The functions, if implemented in the form of software functional modules and sold or used as a stand-alone product, may be stored in a computer readable storage medium. Based on such understanding, the technical solution of the present invention or a part of the technical solution that contributes to the prior art in essence can be embodied in the form of a software product, which is stored in a storage medium and includes instructions for causing a computer device (which may be a smart phone, a personal computer, a server, or a network device, etc.) to execute all or part of the steps of the method according to the embodiments of the present invention. And the aforementioned storage medium includes: a U-disk, a removable hard disk, a Read-Only Memory (ROM), a Random Access Memory (RAM), a magnetic disk or an optical disk, and other various media capable of storing program codes.

The above description is only for the specific embodiments of the present invention, but the scope of the present invention is not limited thereto, and any person skilled in the art can easily conceive of the changes or substitutions within the technical scope of the present invention, and all the changes or substitutions should be covered within the scope of the present invention.

Claims

1. A method of data processing, applied to report data on a disease, the method comprising:

acquiring a plurality of original report data of the same disease;

2. The method of claim 1, wherein obtaining multiple raw report data for the same disease comprises:

acquiring a plurality of original data of the same disease;

setting the remaining original data as original report data.

3. The method of claim 1, wherein the type of identity feature comprises any combination of one or more of: name, certificate number, gender, age, address, contact, birth time;

4. The method of claim 1, wherein when the identity feature is a name, the converting is to: randomly converting all Chinese characters in the name into preset character strings; converting each Chinese character in the name into pinyin, and randomly converting each letter in the pinyin into a preset character; converting different Chinese characters into different preset character strings, and converting different letters into different preset characters;

5. The method as claimed in claim 4, wherein the identity of the name is determined to be the same when the predetermined character string after the entire conversion of the chinese characters in the name is the same or each predetermined character obtained after the pinyin conversion of the chinese characters in the name is the same.

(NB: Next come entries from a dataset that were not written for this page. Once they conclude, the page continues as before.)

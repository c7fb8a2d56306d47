// SPDX-License-Identifier: BUSL-1.1
// Copyright (c) 2026 Alfred Jean LLC

//! The machine instance (C5): one lightweight `tokio` task per live
//! machine, owning a bounded single-consumer inbox. Every event for this
//! machine — external, timeout, registry-synthetic — is serialized through
//! that inbox, which is what gives the engine its "one transition at a time
//! per machine" guarantee without any lock visible to callers (§4.5/§5).
//!
//! `send` enqueues and then awaits the reply for *that* event; this is a
//! deliberate reading of §4.5's "blocks only until enqueued" together with
//! §7's requirement that lifecycle errors (`Persistence`, `Complete`)
//! surface to the registry-API caller — see DESIGN.md for the writeup.
//! Backpressure still works the way §4.5 describes: `try_send` fails fast
//! with `Overloaded` when the inbox is full, before any awaiting happens.

use std::sync::Arc;

use fsm_core::{
    Clock, ClockSource, Event, MachineId, PersistentEntity, StateGraph, StateName, TimeoutHandle,
    TimeoutId,
};
use fsm_recorder::SnapshotRecorder;
use fsm_storage::PersistencePort;
use fsm_wire::record::RegistryStatus;
use tokio::sync::{mpsc, oneshot};
use tokio::task::JoinHandle;
use tracing::{debug, error, warn};

use crate::error::InstanceSendError;
use crate::scheduler::TimeoutScheduler;
use crate::transition::{self, TransitionEffect, TransitionInputs};

/// What a successful `send` reports back to the registry, so it can update
/// its own bookkeeping (active-machine counts, completion index) without
/// re-deriving it from the entity.
#[derive(Debug, Clone, Copy)]
pub struct SendOutcome {
    pub became_complete: bool,
    /// The transition landed on an offline-marked state and persistence
    /// confirmed; the registry should remove this machine from its live
    /// map. The instance's task exits on its own once the registry drops
    /// its sender, so eviction itself is a registry-side no-op beyond that.
    pub should_evict: bool,
    /// An entry/exit/stay hook panicked during this transition (§4.4: "the
    /// engine does NOT roll back the state mutation"). The state change
    /// already happened and was persisted; this only tells the registry to
    /// count the failure.
    pub hook_failed: bool,
}

struct Envelope {
    event: Event,
    /// Set only for scheduler-delivered timeout firings; used to discard a
    /// fire that raced a cancellation (§4.3/invariant 8).
    fired_timeout_id: Option<TimeoutId>,
    run_id: Option<String>,
    correlation_id: Option<String>,
    debug_session_id: Option<String>,
    reply: oneshot::Sender<Result<SendOutcome, InstanceSendError>>,
}

/// A handle to a live machine's event loop. Cloning is cheap (an `mpsc`
/// sender clone); every clone reaches the same task.
#[derive(Clone)]
pub struct MachineInstance {
    machine_id: MachineId,
    sender: mpsc::Sender<Envelope>,
}

impl MachineInstance {
    pub fn machine_id(&self) -> &MachineId {
        &self.machine_id
    }

    /// Enqueues `event` and awaits the result of processing it. Fails fast
    /// with [`InstanceSendError::Overloaded`] if the inbox is full, or
    /// [`InstanceSendError::Closed`] if the instance's task has already
    /// exited (most likely because it was evicted by an earlier send).
    pub async fn send(&self, event: Event) -> Result<SendOutcome, InstanceSendError> {
        self.send_with(event, None, None, None).await
    }

    pub async fn send_with(
        &self,
        event: Event,
        run_id: Option<String>,
        correlation_id: Option<String>,
        debug_session_id: Option<String>,
    ) -> Result<SendOutcome, InstanceSendError> {
        let (reply_tx, reply_rx) = oneshot::channel();
        let envelope = Envelope {
            event,
            fired_timeout_id: None,
            run_id,
            correlation_id,
            debug_session_id,
            reply: reply_tx,
        };
        self.sender.try_send(envelope).map_err(|err| match err {
            mpsc::error::TrySendError::Full(_) => InstanceSendError::Overloaded,
            mpsc::error::TrySendError::Closed(_) => InstanceSendError::Closed,
        })?;
        reply_rx.await.map_err(|_| InstanceSendError::Closed)?
    }
}

/// Owns everything [`transition::apply`] needs across calls: the shared
/// graph, the two contexts, the version counter, and at most one armed
/// timeout. Lives entirely inside the task spawned by [`spawn`] — nothing
/// outside this module ever touches it directly.
struct Runtime<P, V, C, Persist, Rec> {
    machine_id: MachineId,
    machine_type: String,
    graph: Arc<StateGraph<P, V>>,
    entity: P,
    volatile: V,
    version: u64,
    clock: C,
    persistence: Arc<Persist>,
    recorder: Arc<Rec>,
    scheduler: Arc<TimeoutScheduler<C>>,
    armed_timeout: Option<TimeoutHandle>,
    self_sender: mpsc::WeakSender<Envelope>,
}

impl<P, V, C, Persist, Rec> Runtime<P, V, C, Persist, Rec>
where
    P: PersistentEntity,
    C: Clock,
{
    /// Arms a timer for the machine's *current* state, firing a synthetic
    /// timeout event back into this instance's own inbox after
    /// `duration_ms`. Called both when a transition lands on a state with a
    /// configured timeout (§4.4 step 4e) and once at task startup for the
    /// state a brand-new or just-rehydrated machine already sits in
    /// (§4.3: a timeout is a property of *being* in a state, not of the
    /// transition that happened to land the machine there). `clock_source`
    /// picks which clock both the scheduler and the recorded deadline use.
    fn arm_timeout(&mut self, duration_ms: u64, fallback_target: StateName, clock_source: ClockSource) {
        let deadline_ms = match clock_source {
            ClockSource::Registry => self.clock.epoch_ms(),
            ClockSource::Wall => fsm_core::SystemClock.epoch_ms(),
        } + duration_ms;
        let handle = TimeoutHandle::with_id(
            TimeoutId::new(),
            self.entity.current_state().clone(),
            deadline_ms,
            fallback_target,
        );
        let timeout_id = handle.id().clone();
        let sender = self.self_sender.clone();
        let clock = self.clock.clone();
        self.scheduler.schedule_with_source(timeout_id.clone(), duration_ms, clock_source, move || {
            let Some(sender) = sender.upgrade() else { return };
            let (reply_tx, _reply_rx) = oneshot::channel();
            let envelope = Envelope {
                event: Event::timeout(clock.epoch_ms()),
                fired_timeout_id: Some(timeout_id),
                run_id: None,
                correlation_id: None,
                debug_session_id: None,
                reply: reply_tx,
            };
            if sender.try_send(envelope).is_err() {
                warn!("dropped timeout firing: inbox unavailable");
            }
        });
        self.armed_timeout = Some(handle);
    }
}

/// Spawns the task backing one machine instance and returns a cheap handle
/// to it. `hydrated` marks whether `entity` was just loaded from
/// persistence (true) or is brand new (`createOrGet` building a fresh
/// entity, false) — it only affects the very first processed event's
/// `machine_hydrated_before` flag.
#[allow(clippy::too_many_arguments)]
pub fn spawn<P, V, C, Persist, Rec>(
    machine_id: MachineId,
    machine_type: impl Into<String>,
    graph: Arc<StateGraph<P, V>>,
    entity: P,
    volatile: V,
    version: u64,
    clock: C,
    persistence: Arc<Persist>,
    recorder: Arc<Rec>,
    scheduler: Arc<TimeoutScheduler<C>>,
    inbox_capacity: usize,
    hydrated: bool,
) -> (MachineInstance, JoinHandle<()>)
where
    P: PersistentEntity,
    V: Send + 'static,
    C: Clock + 'static,
    Persist: PersistencePort<P> + 'static,
    Rec: SnapshotRecorder + 'static,
{
    let (sender, receiver) = mpsc::channel(inbox_capacity.max(1));
    let runtime = Runtime {
        machine_id: machine_id.clone(),
        machine_type: machine_type.into(),
        graph,
        entity,
        volatile,
        version,
        clock,
        persistence,
        recorder,
        scheduler,
        armed_timeout: None,
        self_sender: sender.downgrade(),
    };
    let task = tokio::spawn(run(runtime, receiver, hydrated));
    (MachineInstance { machine_id, sender }, task)
}

async fn run<P, V, C, Persist, Rec>(
    mut runtime: Runtime<P, V, C, Persist, Rec>,
    mut receiver: mpsc::Receiver<Envelope>,
    hydrated: bool,
) where
    P: PersistentEntity,
    V: Send + 'static,
    C: Clock + 'static,
    Persist: PersistencePort<P> + 'static,
    Rec: SnapshotRecorder + 'static,
{
    let mut first_event = true;

    // A freshly built or just-rehydrated machine already sits in some
    // state before any event is ever processed; if that state carries a
    // configured timeout, it must be armed now rather than waiting for a
    // transition that may never come (§4.3's timeout is a property of the
    // state, not of how the machine arrived there).
    if let Some(timeout_cfg) = runtime.graph.state(runtime.entity.current_state()).and_then(|d| d.timeout()) {
        let duration_ms = timeout_cfg.duration_ms;
        let target = timeout_cfg.target.clone();
        let clock_source = timeout_cfg.clock_source;
        runtime.arm_timeout(duration_ms, target, clock_source);
    }

    while let Some(envelope) = receiver.recv().await {
        let machine_hydrated_before = first_event && hydrated;
        first_event = false;

        if let Some(fired_id) = &envelope.fired_timeout_id {
            let still_live = runtime
                .armed_timeout
                .as_ref()
                .is_some_and(|armed| armed.matches(runtime.entity.current_state(), fired_id));
            if !still_live {
                debug!(
                    machine_id = %runtime.machine_id,
                    "discarding stale timeout firing"
                );
                let _ = envelope
                    .reply
                    .send(Ok(SendOutcome { became_complete: false, should_evict: false, hook_failed: false }));
                continue;
            }
        }

        let outcome =
            process_one(&mut runtime, envelope.event, machine_hydrated_before, &envelope).await;
        let should_evict = matches!(&outcome, Ok(o) if o.should_evict);
        let _ = envelope.reply.send(outcome);

        if should_evict {
            debug!(machine_id = %runtime.machine_id, "instance evicting itself after persist");
            break;
        }
    }
}

async fn process_one<P, V, C, Persist, Rec>(
    runtime: &mut Runtime<P, V, C, Persist, Rec>,
    event: Event,
    machine_hydrated_before: bool,
    envelope: &Envelope,
) -> Result<SendOutcome, InstanceSendError>
where
    P: PersistentEntity,
    V: Send + 'static,
    C: Clock + 'static,
    Persist: PersistencePort<P> + 'static,
    Rec: SnapshotRecorder + 'static,
{
    let registry_status_before = RegistryStatus::RegisteredActive;

    let inputs = TransitionInputs {
        graph: &runtime.graph,
        entity: &mut runtime.entity,
        volatile: &mut runtime.volatile,
        version: &mut runtime.version,
        clock: &runtime.clock,
        machine_type: &runtime.machine_type,
        run_id: envelope.run_id.clone(),
        correlation_id: envelope.correlation_id.clone(),
        debug_session_id: envelope.debug_session_id.clone(),
        registry_status_before,
        registry_status_after: registry_status_before,
        machine_hydrated_before,
    };

    let effect = transition::apply(inputs, &event)?;

    let TransitionEffect::Applied {
        mut record,
        cancel_armed_timeout,
        arm_timeout,
        evict_after_persist,
        became_complete,
        hook_failed,
        ..
    } = effect
    else {
        return Ok(SendOutcome { became_complete: false, should_evict: false, hook_failed: false });
    };

    if hook_failed {
        error!(machine_id = %runtime.machine_id, event = %event.name(), "hook panicked during transition");
    }

    if cancel_armed_timeout {
        if let Some(armed) = runtime.armed_timeout.take() {
            runtime.scheduler.cancel(armed.id());
        }
    }

    runtime
        .persistence
        .save(&runtime.machine_id, &runtime.entity)
        .await
        .map_err(crate::error::EngineError::from)?;

    if evict_after_persist {
        record.registry_status_after = RegistryStatus::NotRegistered;
    }
    runtime.recorder.record(record).await;

    if let Some(arm) = arm_timeout {
        runtime.arm_timeout(arm.duration_ms, arm.fallback_target, arm.clock_source);
    }

    Ok(SendOutcome { became_complete, should_evict: evict_after_persist, hook_failed })
}

#[cfg(test)]
#[path = "instance_tests.rs"]
mod tests;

6. The method according to claim 1, wherein the "processing all the data to be processed based on a plurality of preset rules to determine duplicate data" comprises:

7. An apparatus for data processing, applied to report data of a disease, the apparatus comprising:

8. The apparatus of claim 7, wherein the acquisition module is to:

acquiring a plurality of original data of the same disease;

setting the remaining original data as original report data.

9. A terminal, characterized in that it comprises a processor and a memory, in which an application program is stored, which, when run on the processor, performs the method of data processing according to any one of claims 1 to 6.

10. A storage medium, in which an application program is stored, which, when run on a processor, performs the method of data processing according to any one of claims 1-6.